Baker Heart Research Institute Diabetic and Metabolic Division Danielle Alberti Memorial Centre for Diabetic Complications Melbourne, Australia


Diabetic nephropathy is a microvascular complication of diabetes. Specifically, it represents a major cause of morbidity and mortality in type 1 and type 2 diabetic subjects and has become the leading cause of end-stage renal disease in the Western world. Diabetic nephropathy appears to develop as a result of interactions between environmental insults and genetic susceptibility. Indeed, hyperglycemia is a clinical prerequisite for this complication, but it should be noted that only a subset of diabetic subjects will ultimately develop nephropathy. Over recent decades, cellular and molecular mechanisms underlying diabetic nephropathy have been increasingly delineated. In particular, diabetic kidney disease appears to occur as a result of the deleterious effects of both metabolic and hemodynamic insults, which at the cellular level lead to the activation of intracellular signaling pathways and transcription factors, thus triggering the production/release of cytokines, chemo-kines and growth factors, which mediate and/or amplify the renal damage.
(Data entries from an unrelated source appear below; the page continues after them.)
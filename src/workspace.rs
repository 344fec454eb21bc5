//! Workspace allowlist: canonicalization and prefix-containment checks.
//!
//! Canonicalizes a candidate path, including the not-yet-existing-path case
//! by resolving the nearest existing ancestor, and checks it against an
//! ordered list of workspace roots.

use std::path::{Path, PathBuf};

use thiserror::Error;

#[derive(Debug, Error)]
pub enum PathError {
    #[error("path '{0}' escapes all allowed roots")]
    Escapes(String),

    #[error("no allowed roots configured")]
    NoRoots,

    #[error("path could not be resolved: {0}")]
    Unresolvable(String),
}

/// Canonicalize `path`, following symlinks fully. If `path` (or some
/// trailing suffix of it) does not exist yet, canonicalize the nearest
/// existing ancestor and re-append the missing suffix.
pub fn canonicalize_lenient(path: &Path) -> Result<PathBuf, PathError> {
    if let Ok(resolved) = path.canonicalize() {
        return Ok(resolved);
    }

    // Walk up until we find an ancestor that exists, then re-append the
    // components we stripped off.
    let mut missing = Vec::new();
    let mut cursor = path;
    loop {
        match cursor.parent() {
            Some(parent) => {
                missing.push(
                    cursor
                        .file_name()
                        .ok_or_else(|| PathError::Unresolvable(path.display().to_string()))?,
                );
                if let Ok(base) = parent.canonicalize() {
                    let mut resolved = base;
                    for component in missing.into_iter().rev() {
                        resolved.push(component);
                    }
                    return Ok(resolved);
                }
                cursor = parent;
            }
            None => return Err(PathError::Unresolvable(path.display().to_string())),
        }
    }
}

/// An ordered allowlist of canonical workspace roots.
#[derive(Debug, Clone)]
pub struct Allowlist {
    roots: Vec<PathBuf>,
}

impl Allowlist {
    /// Canonicalize every configured root up front; a root that does not
    /// exist on disk cannot admit any path, so it is dropped with a
    /// resolution error surfaced to the caller.
    pub fn new<I, S>(roots: I) -> Result<Self, PathError>
    where
        I: IntoIterator<Item = S>,
        S: AsRef<str>,
    {
        let mut canonical_roots = Vec::new();
        for root in roots {
            let path = PathBuf::from(root.as_ref());
            let resolved = canonicalize_lenient(&path)?;
            canonical_roots.push(resolved);
        }
        Ok(Self { roots: canonical_roots })
    }

    pub fn roots(&self) -> &[PathBuf] {
        &self.roots
    }

    /// Resolve `candidate` and check it is a prefix-descendant of some
    /// configured root. Returns the canonical resolved path on success.
    pub fn check(&self, candidate: &str) -> Result<PathBuf, PathError> {
        if self.roots.is_empty() {
            return Err(PathError::NoRoots);
        }
        let resolved = canonicalize_lenient(Path::new(candidate))?;
        if self.roots.iter().any(|root| resolved.starts_with(root)) {
            Ok(resolved)
        } else {
            Err(PathError::Escapes(candidate.to_string()))
        }
    }
}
This ultimately leads to the structural and functional features characteristic of diabetic kidney disease. In the present review we summarize the evidence for key mediators of injury, which appear to be excellent treatment targets in diabetic nephropathy. The targets include various vasoactive hormones, the biochemical processes of the advanced glycation and protein kinase C. Furthermore, we review current and potentially new renoprotective therapies in the setting of diabetes.